Para o ex-presidente do Inep, não importa a forma como os estudantes entram na universidade - se com o Enem ou com vestibulares tradicionais - mas sim que existam mais oportunidades de ingresso.
- A democratização [do acesso ao ensino superior] deve acontecer independente da forma da seleção. Quem se sai bem no Enem, se sai bem em vestibular comum, se sai bem em prova dissertativa, em prova de múltipla escolha.
Falhas no Enem
Os erros no Enem - distribuição de 21 mil cadernos com questões repetidas e páginas faltando, além de inversão do cabeçalho na folha de respostas no primeiro dia de aplicação da prova - foram "uma absoluta incompetência de uma gráfica e do órgão responsável que fez o exame”, afirma Helene.
O ministro da Educação, Fernando Haddad, havia admitido na segunda-feira (8) que uma das falhas deve-se a um problema ocorrido dentro do Inep. O instituto diagramou as folhas de resposta exatamente como elas haviam sido usadas no Enem de 2009, quando a ordem das questões de ciências humanas e ciências da natureza estava invertida com relação à prova deste ano.
Como se não bastassem as falhas, a Polícia Federal da Bahia está apurando uma possível fraude no Enem. Segundo o delegado da PF de Juazeiro, Alexandre de Almeida Lucena, professores do cursinho Geo Petrolina teriam dito que alguns alunos os procuraram no sábado, após o primeiro dia de prova, perguntando sobre assuntos relacionados ao tema da redação do exame, seria cobrada no dia seguinte.
Indicado ao cargo no Inep pelo ex-ministro da Educação Cristovam Buarque, Helene atualmente é professor de física da USP (Universidade de São Paulo) e foi diretor da Adusp (sindicato dos professores da USP) entre 2007 e 2009. Ele pondera que a reaplicação do Enem para os estudantes que receberam o caderno com questões erradas exige uma nova prova com "grau de dificuldade totalmente equivalente à anterior".
- É um problema que não poderia ter acontecido. Se o Enem tem que continuar a ser feito, ele tem que contornar todos os problemas. Senão, não há vantagem de envolver 3,4 milhões de pessoas em um exame como esse.

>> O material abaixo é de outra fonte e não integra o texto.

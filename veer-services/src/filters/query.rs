//! Query string manipulation.
use std::rc::Rc;

use async_trait::async_trait;
use http::Uri;
use tracing::warn;
use veer_core::{
    filter::{Filter, FilterContext},
    route::{Arg, ArgsExt, CreateError},
};

fn rewrite_query(ctx: &mut FilterContext, query: Option<String>) {
    let Some(req) = ctx.request_mut() else { return };
    let path_and_query = match &query {
        Some(query) if !query.is_empty() => format!("{}?{}", req.uri().path(), query),
        _ => req.uri().path().to_string(),
    };
    let mut builder = Uri::builder();
    if let Some(scheme) = req.uri().scheme() {
        builder = builder.scheme(scheme.clone());
    }
    if let Some(authority) = req.uri().authority() {
        builder = builder.authority(authority.clone());
    }
    match builder.path_and_query(path_and_query).build() {
        Ok(uri) => *req.uri_mut() = uri,
        Err(e) => warn!("query rewrite produced an invalid uri: {e}"),
    }
}

fn query_pairs(ctx: &FilterContext) -> Vec<(String, String)> {
    ctx.request()
        .and_then(|req| req.uri().query())
        .map(|query| {
            query
                .split('&')
                .filter(|pair| !pair.is_empty())
                .map(|pair| match pair.split_once('=') {
                    Some((k, v)) => (k.to_string(), v.to_string()),
                    None => (pair.to_string(), String::new()),
                })
                .collect()
        })
        .unwrap_or_default()
}

fn encode_pairs(pairs: &[(String, String)]) -> String {
    pairs
        .iter()
        .map(|(k, v)| {
            if v.is_empty() {
                k.clone()
            } else {
                format!("{k}={v}")
            }
        })
        .collect::<Vec<_>>()
        .join("&")
}

/// Remove the whole query string.
pub(super) struct StripQuery;

impl StripQuery {
    pub(super) fn create(args: &[Arg]) -> Result<Rc<dyn Filter>, CreateError> {
        args.require_len(0)?;
        Ok(Rc::new(Self))
    }
}

#[async_trait(?Send)]
impl Filter for StripQuery {
    async fn request(&self, ctx: &mut FilterContext) {
        rewrite_query(ctx, None);
    }
}

/// Set (or replace) one query parameter.
pub(super) struct SetQuery {
    key: String,
    value: String,
}

impl SetQuery {
    pub(super) fn create(args: &[Arg]) -> Result<Rc<dyn Filter>, CreateError> {
        args.require_len(2)?;
        Ok(Rc::new(Self {
            key: args.string_at(0)?,
            value: args.string_at(1)?,
        }))
    }
}

#[async_trait(?Send)]
impl Filter for SetQuery {
    async fn request(&self, ctx: &mut FilterContext) {
        let mut pairs = query_pairs(ctx);
        pairs.retain(|(k, _)| k != &self.key);
        pairs.push((self.key.clone(), self.value.clone()));
        rewrite_query(ctx, Some(encode_pairs(&pairs)));
    }
}

/// Remove one query parameter.
pub(super) struct DropQuery {
    key: String,
}

impl DropQuery {
    pub(super) fn create(args: &[Arg]) -> Result<Rc<dyn Filter>, CreateError> {
        args.require_len(1)?;
        Ok(Rc::new(Self {
            key: args.string_at(0)?,
        }))
    }
}

#[async_trait(?Send)]
impl Filter for DropQuery {
    async fn request(&self, ctx: &mut FilterContext) {
        let mut pairs = query_pairs(ctx);
        pairs.retain(|(k, _)| k != &self.key);
        let query = if pairs.is_empty() {
            None
        } else {
            Some(encode_pairs(&pairs))
        };
        rewrite_query(ctx, query);
    }
}
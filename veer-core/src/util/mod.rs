pub mod hash;
pub mod uri_serde;

use std::path::Path;

pub fn file_read_sync(path: impl AsRef<Path>) -> std::io::Result<Vec<u8>> {
    std::fs::read(path)
}
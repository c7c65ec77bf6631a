//! Request-time error taxonomy and its HTTP rendering.
use http::{Response, StatusCode};
use monoio_http::common::body::FixedBody;
use veer_core::http::HttpError;

use crate::http::generate_response;

#[derive(thiserror::Error, Debug)]
pub enum ProxyError {
    #[error("no route matched")]
    NoRoute,
    #[error("loopback depth exceeded")]
    LoopbackExceeded,
    #[error("filter {filter} panicked: {message}")]
    FilterPanic { filter: String, message: String },
    #[error("upstream connect failed: {0}")]
    UpstreamConnect(String),
    #[error("upstream timed out")]
    UpstreamTimeout,
    #[error("upstream body relay failed: {0}")]
    UpstreamBody(String),
    #[error("server shutting down")]
    ShuttingDown,
}

impl ProxyError {
    pub fn status(&self) -> StatusCode {
        match self {
            ProxyError::NoRoute => StatusCode::NOT_FOUND,
            ProxyError::LoopbackExceeded => StatusCode::INTERNAL_SERVER_ERROR,
            ProxyError::FilterPanic { .. } => StatusCode::INTERNAL_SERVER_ERROR,
            ProxyError::UpstreamConnect(_) => StatusCode::BAD_GATEWAY,
            ProxyError::UpstreamTimeout => StatusCode::GATEWAY_TIMEOUT,
            ProxyError::UpstreamBody(_) => StatusCode::BAD_GATEWAY,
            ProxyError::ShuttingDown => StatusCode::SERVICE_UNAVAILABLE,
        }
    }

    /// Stable tag for metrics and logs.
    pub fn kind(&self) -> &'static str {
        match self {
            ProxyError::NoRoute => "no-route",
            ProxyError::LoopbackExceeded => "loopback-exceeded",
            ProxyError::FilterPanic { .. } => "filter-panic",
            ProxyError::UpstreamConnect(_) => "upstream-connect",
            ProxyError::UpstreamTimeout => "upstream-timeout",
            ProxyError::UpstreamBody(_) => "upstream-body",
            ProxyError::ShuttingDown => "shutting-down",
        }
    }

    /// Short opaque body; internals stay in the logs.
    pub fn public_reason(&self) -> &'static str {
        match self {
            ProxyError::NoRoute => "no route",
            ProxyError::LoopbackExceeded | ProxyError::FilterPanic { .. } => "internal error",
            ProxyError::UpstreamConnect(_) | ProxyError::UpstreamBody(_) => "bad gateway",
            ProxyError::UpstreamTimeout => "gateway timeout",
            ProxyError::ShuttingDown => "shutting down",
        }
    }
}

impl<B: FixedBody> HttpError<B> for ProxyError {
    fn to_response(&self) -> Option<Response<B>> {
        Some(generate_response(self.status(), false))
    }
}
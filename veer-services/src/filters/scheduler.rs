//! LIFO/FIFO admission queues attached to routes as filters.
use std::{
    cell::{Cell, RefCell},
    collections::VecDeque,
    rc::Rc,
    time::Duration,
};

use async_trait::async_trait;
use futures::channel::oneshot;
use http::StatusCode;
use veer_core::{
    filter::{Filter, FilterContext},
    route::{Arg, ArgsExt, CreateError},
};

const SLOT_BAG_KEY_FIFO: &str = "scheduler.slot.fifo";
const SLOT_BAG_KEY_LIFO: &str = "scheduler.slot.lifo";

#[derive(Debug)]
enum AdmissionError {
    QueueFull,
    Timeout,
}

/// Bounded admission queue. A released slot is handed directly to the next
/// waiter: front of the deque for FIFO, back for LIFO.
struct AdmissionQueue {
    lifo: bool,
    max_active: usize,
    max_queue: usize,
    timeout: Duration,
    active: Cell<usize>,
    waiters: RefCell<VecDeque<oneshot::Sender<()>>>,
}

impl AdmissionQueue {
    fn new(lifo: bool, max_active: usize, max_queue: usize, timeout: Duration) -> Rc<Self> {
        Rc::new(Self {
            lifo,
            max_active,
            max_queue,
            timeout,
            active: Cell::new(0),
            waiters: RefCell::new(VecDeque::new()),
        })
    }

    async fn acquire(self: &Rc<Self>) -> Result<SlotGuard, AdmissionError> {
        if self.active.get() < self.max_active {
            self.active.set(self.active.get() + 1);
            return Ok(SlotGuard {
                queue: self.clone(),
            });
        }
        if self.waiters.borrow().len() >= self.max_queue {
            return Err(AdmissionError::QueueFull);
        }
        let (tx, rx) = oneshot::channel();
        self.waiters.borrow_mut().push_back(tx);
        match monoio::time::timeout(self.timeout, rx).await {
            // the releaser handed its slot over without touching `active`
            Ok(Ok(())) => Ok(SlotGuard {
                queue: self.clone(),
            }),
            Ok(Err(_)) | Err(_) => Err(AdmissionError::Timeout),
        }
    }

    fn release(&self) {
        loop {
            let next = if self.lifo {
                self.waiters.borrow_mut().pop_back()
            } else {
                self.waiters.borrow_mut().pop_front()
            };
            match next {
                // skip waiters that already timed out
                Some(tx) => {
                    if tx.send(()).is_ok() {
                        return;
                    }
                }
                None => {
                    self.active.set(self.active.get().saturating_sub(1));
                    return;
                }
            }
        }
    }
}

/// Holds one admission slot; dropping it (end of request, cancellation
/// included) admits the next waiter.
struct SlotGuard {
    queue: Rc<AdmissionQueue>,
}

impl Drop for SlotGuard {
    fn drop(&mut self) {
        self.queue.release();
    }
}

/// Admission filter. The queue lives on the filter instance, so a
/// reconfigured route gets a fresh queue while the old one drains with the
/// retired instance.
pub(super) struct SchedulerFilter {
    queue: Rc<AdmissionQueue>,
}

impl SchedulerFilter {
    fn create(args: &[Arg], lifo: bool) -> Result<Rc<dyn Filter>, CreateError> {
        args.require_len(3)?;
        let max_active = args.u64_at(0)? as usize;
        let max_queue = args.u64_at(1)? as usize;
        let timeout = Duration::from_millis(args.u64_at(2)?);
        if max_active == 0 {
            return Err(CreateError::invalid_arg(0, "max active must be positive"));
        }
        Ok(Rc::new(Self {
            queue: AdmissionQueue::new(lifo, max_active, max_queue, timeout),
        }))
    }

    pub(super) fn create_fifo(args: &[Arg]) -> Result<Rc<dyn Filter>, CreateError> {
        Self::create(args, false)
    }

    pub(super) fn create_lifo(args: &[Arg]) -> Result<Rc<dyn Filter>, CreateError> {
        Self::create(args, true)
    }

    fn bag_key(&self) -> &'static str {
        if self.queue.lifo {
            SLOT_BAG_KEY_LIFO
        } else {
            SLOT_BAG_KEY_FIFO
        }
    }
}

#[async_trait(?Send)]
impl Filter for SchedulerFilter {
    async fn request(&self, ctx: &mut FilterContext) {
        match self.queue.acquire().await {
            Ok(guard) => {
                // parked in the state bag so the slot is held until the
                // request (and its response) is done
                ctx.state_bag_mut()
                    .insert(self.bag_key().to_string(), Rc::new(guard));
            }
            Err(e) => {
                ctx.metrics().incr(match e {
                    AdmissionError::QueueFull => "scheduler.rejected.queue-full",
                    AdmissionError::Timeout => "scheduler.rejected.timeout",
                });
                ctx.serve_status(StatusCode::SERVICE_UNAVAILABLE);
            }
        }
    }
}

#[cfg(test)]
mod tests {
    use super::*;

    #[monoio::test(timer_enabled = true)]
    async fn filter_holds_slot_in_state_bag_and_rejects_when_full() {
        use monoio_http::common::body::{FixedBody, HttpBody};
        use veer_core::metrics::default_metrics;

        let filter = SchedulerFilter::create_fifo(&[
            Arg::Number(1.0),
            Arg::Number(0.0),
            Arg::Number(10.0),
        ])
        .unwrap();

        let ctx = || {
            let req = http::Request::builder()
                .uri("/")
                .body(HttpBody::fixed_body(None))
                .unwrap();
            veer_core::filter::FilterContext::new(
                req,
                "t".into(),
                None,
                default_metrics(),
                tracing::Span::none(),
            )
        };

        let mut holder = ctx();
        filter.request(&mut holder).await;
        assert!(!holder.is_served());
        assert!(holder.state_bag().contains_key(SLOT_BAG_KEY_FIFO));

        // the slot is taken and the queue has no capacity
        let mut rejected = ctx();
        filter.request(&mut rejected).await;
        assert!(rejected.is_served());
        assert_eq!(
            rejected.response().unwrap().status(),
            http::StatusCode::SERVICE_UNAVAILABLE
        );

        // dropping the first context frees the slot
        drop(holder);
        let mut admitted = ctx();
        filter.request(&mut admitted).await;
        assert!(!admitted.is_served());
    }

    #[monoio::test(timer_enabled = true)]
    async fn admits_up_to_max_active() {
        let q = AdmissionQueue::new(false, 2, 4, Duration::from_millis(50));
        let a = q.acquire().await.unwrap();
        let _b = q.acquire().await.unwrap();
        assert_eq!(q.active.get(), 2);
        drop(a);
        let _c = q.acquire().await.unwrap();
        assert_eq!(q.active.get(), 2);
    }

    #[monoio::test(timer_enabled = true)]
    async fn queue_full_rejects_immediately() {
        let q = AdmissionQueue::new(false, 1, 0, Duration::from_millis(50));
        let _held = q.acquire().await.unwrap();
        assert!(matches!(q.acquire().await, Err(AdmissionError::QueueFull)));
    }

    #[monoio::test(timer_enabled = true)]
    async fn waiter_times_out() {
        let q = AdmissionQueue::new(false, 1, 4, Duration::from_millis(10));
        let _held = q.acquire().await.unwrap();
        assert!(matches!(q.acquire().await, Err(AdmissionError::Timeout)));
    }

    #[monoio::test(timer_enabled = true)]
    async fn fifo_admits_in_arrival_order_lifo_in_reverse() {
        for (lifo, expected) in [(false, vec![1, 2]), (true, vec![2, 1])] {
            let q = AdmissionQueue::new(lifo, 1, 4, Duration::from_secs(1));
            let held = q.acquire().await.unwrap();
            let order = Rc::new(RefCell::new(Vec::new()));

            let t1 = {
                let q = q.clone();
                let order = order.clone();
                monoio::spawn(async move {
                    let _slot = q.acquire().await.unwrap();
                    order.borrow_mut().push(1);
                })
            };
            // let the first waiter enqueue before the second
            monoio::time::sleep(Duration::from_millis(1)).await;
            let t2 = {
                let q = q.clone();
                let order = order.clone();
                monoio::spawn(async move {
                    let _slot = q.acquire().await.unwrap();
                    order.borrow_mut().push(2);
                })
            };
            monoio::time::sleep(Duration::from_millis(1)).await;

            drop(held);
            t1.await;
            t2.await;
            assert_eq!(*order.borrow(), expected, "lifo={lifo}");
        }
    }
}
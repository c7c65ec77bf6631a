use http::Uri;
use serde::{de, Deserialize, Deserializer, Serializer};

pub fn deserialize<'de, D>(deserializer: D) -> Result<Uri, D::Error>
where
    D: Deserializer<'de>,
{
    let s = String::deserialize(deserializer)?;
    s.parse().map_err(de::Error::custom)
}

pub fn serialize<S>(uri: &Uri, serializer: S) -> Result<S::Ok, S::Error>
where
    S: Serializer,
{
    serializer.serialize_str(&uri.to_string())
}

/// Same as the sibling functions but for `Vec<Uri>` fields (LB endpoint
/// lists).
pub mod vec {
    use http::Uri;
    use serde::{de, ser::SerializeSeq, Deserialize, Deserializer, Serializer};

    pub fn deserialize<'de, D>(deserializer: D) -> Result<Vec<Uri>, D::Error>
    where
        D: Deserializer<'de>,
    {
        let raw = Vec::<String>::deserialize(deserializer)?;
        raw.into_iter()
            .map(|s| s.parse().map_err(de::Error::custom))
            .collect()
    }

    pub fn serialize<S>(uris: &[Uri], serializer: S) -> Result<S::Ok, S::Error>
    where
        S: Serializer,
    {
        let mut seq = serializer.serialize_seq(Some(uris.len()))?;
        for uri in uris {
            seq.serialize_element(&uri.to_string())?;
        }
        seq.end()
    }
}
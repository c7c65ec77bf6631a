//! Keep-alive negotiation between downstream clients and the pipeline.
use http::{HeaderMap, Request, Version};
use service_async::{
    layer::{layer_fn, FactoryLayer},
    MakeService, Service,
};
use tracing::debug;
use veer_core::http::{HttpHandler, ResponseWithContinue};

use super::{CLOSE, CLOSE_VALUE, KEEPALIVE, KEEPALIVE_VALUE};

/// Normalizes Connection semantics across HTTP/1.0, 1.1 and 2 and decides
/// whether the connection survives the current exchange.
#[derive(Clone)]
pub struct ConnectionReuseHandler<H> {
    inner: H,
}

impl<H, CX, B> Service<(Request<B>, CX)> for ConnectionReuseHandler<H>
where
    H: HttpHandler<CX, B>,
{
    type Response = ResponseWithContinue<H::Body>;
    type Error = H::Error;

    async fn call(
        &self,
        (mut request, ctx): (Request<B>, CX),
    ) -> Result<Self::Response, Self::Error> {
        let version = request.version();
        let keepalive = is_conn_keepalive(request.headers(), version);
        debug!("frontend keepalive {:?}", keepalive);

        match version {
            // treat 1.0 clients as 1.1 towards the upstream
            Version::HTTP_10 => {
                *request.version_mut() = Version::HTTP_11;
                let _ = request.headers_mut().remove(http::header::CONNECTION);

                let (mut response, mut cont) = self.inner.handle(request, ctx).await?;
                cont &= keepalive;

                let _ = response.headers_mut().remove(http::header::CONNECTION);
                if cont {
                    response
                        .headers_mut()
                        .insert(http::header::CONNECTION, KEEPALIVE_VALUE);
                }
                *response.version_mut() = version;

                Ok((response, cont))
            }
            Version::HTTP_11 => {
                let _ = request.headers_mut().remove(http::header::CONNECTION);

                let (mut response, mut cont) = self.inner.handle(request, ctx).await?;
                cont &= keepalive;

                let _ = response.headers_mut().remove(http::header::CONNECTION);
                if !cont {
                    response
                        .headers_mut()
                        .insert(http::header::CONNECTION, CLOSE_VALUE);
                }
                Ok((response, cont))
            }
            Version::HTTP_2 => {
                let (response, _) = self.inner.handle(request, ctx).await?;
                Ok((response, true))
            }
            _ => {
                let (response, _) = self.inner.handle(request, ctx).await?;
                Ok((response, false))
            }
        }
    }
}

fn is_conn_keepalive(headers: &HeaderMap, version: Version) -> bool {
    match (version, headers.get(http::header::CONNECTION)) {
        (Version::HTTP_10, Some(header)) => {
            header.to_str().is_ok_and(|v| v.eq_ignore_ascii_case(KEEPALIVE))
        }
        (Version::HTTP_11, None) => true,
        (Version::HTTP_11, Some(header)) => {
            !header.to_str().is_ok_and(|v| v.eq_ignore_ascii_case(CLOSE))
        }
        _ => false,
    }
}

impl<F: MakeService> MakeService for ConnectionReuseHandler<F> {
    type Service = ConnectionReuseHandler<F::Service>;
    type Error = F::Error;

    fn make_via_ref(&self, old: Option<&Self::Service>) -> Result<Self::Service, Self::Error> {
        Ok(ConnectionReuseHandler {
            inner: self.inner.make_via_ref(old.map(|o| &o.inner))?,
        })
    }
}

impl<F> ConnectionReuseHandler<F> {
    pub fn layer<C>() -> impl FactoryLayer<C, F, Factory = Self> {
        layer_fn(|_: &C, inner| ConnectionReuseHandler { inner })
    }
}

#[cfg(test)]
mod tests {
    use super::*;

    #[test]
    fn keepalive_defaults_per_version() {
        let headers = HeaderMap::new();
        assert!(!is_conn_keepalive(&headers, Version::HTTP_10));
        assert!(is_conn_keepalive(&headers, Version::HTTP_11));

        let mut headers = HeaderMap::new();
        headers.insert(http::header::CONNECTION, CLOSE_VALUE);
        assert!(!is_conn_keepalive(&headers, Version::HTTP_11));

        let mut headers = HeaderMap::new();
        headers.insert(http::header::CONNECTION, KEEPALIVE_VALUE);
        assert!(is_conn_keepalive(&headers, Version::HTTP_10));
    }
}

Apesar disso, o ex-presidente do Inep evitou fazer críticas diretas ao Ministério da Educação sobre os problemas ocorridos no Enem.
- Não sei de quem foi a responsabilidade total, já que virou um caso judicial e as responsabilidades são cruzadas. Claro que fazer uma prova para mais de 3 milhões de pessoas em um país com uma infraestrutura precária é sempre complicado.
Helene acredita que o acesso ao ProUni (Programa Universidade Para Todos), que oferece bolsas para estudantes de baixa renda com bom desempenho no Enem, poderia ser realizado independentemente do exame nacional, “por uma avaliação da própria faculdade, por exemplo”.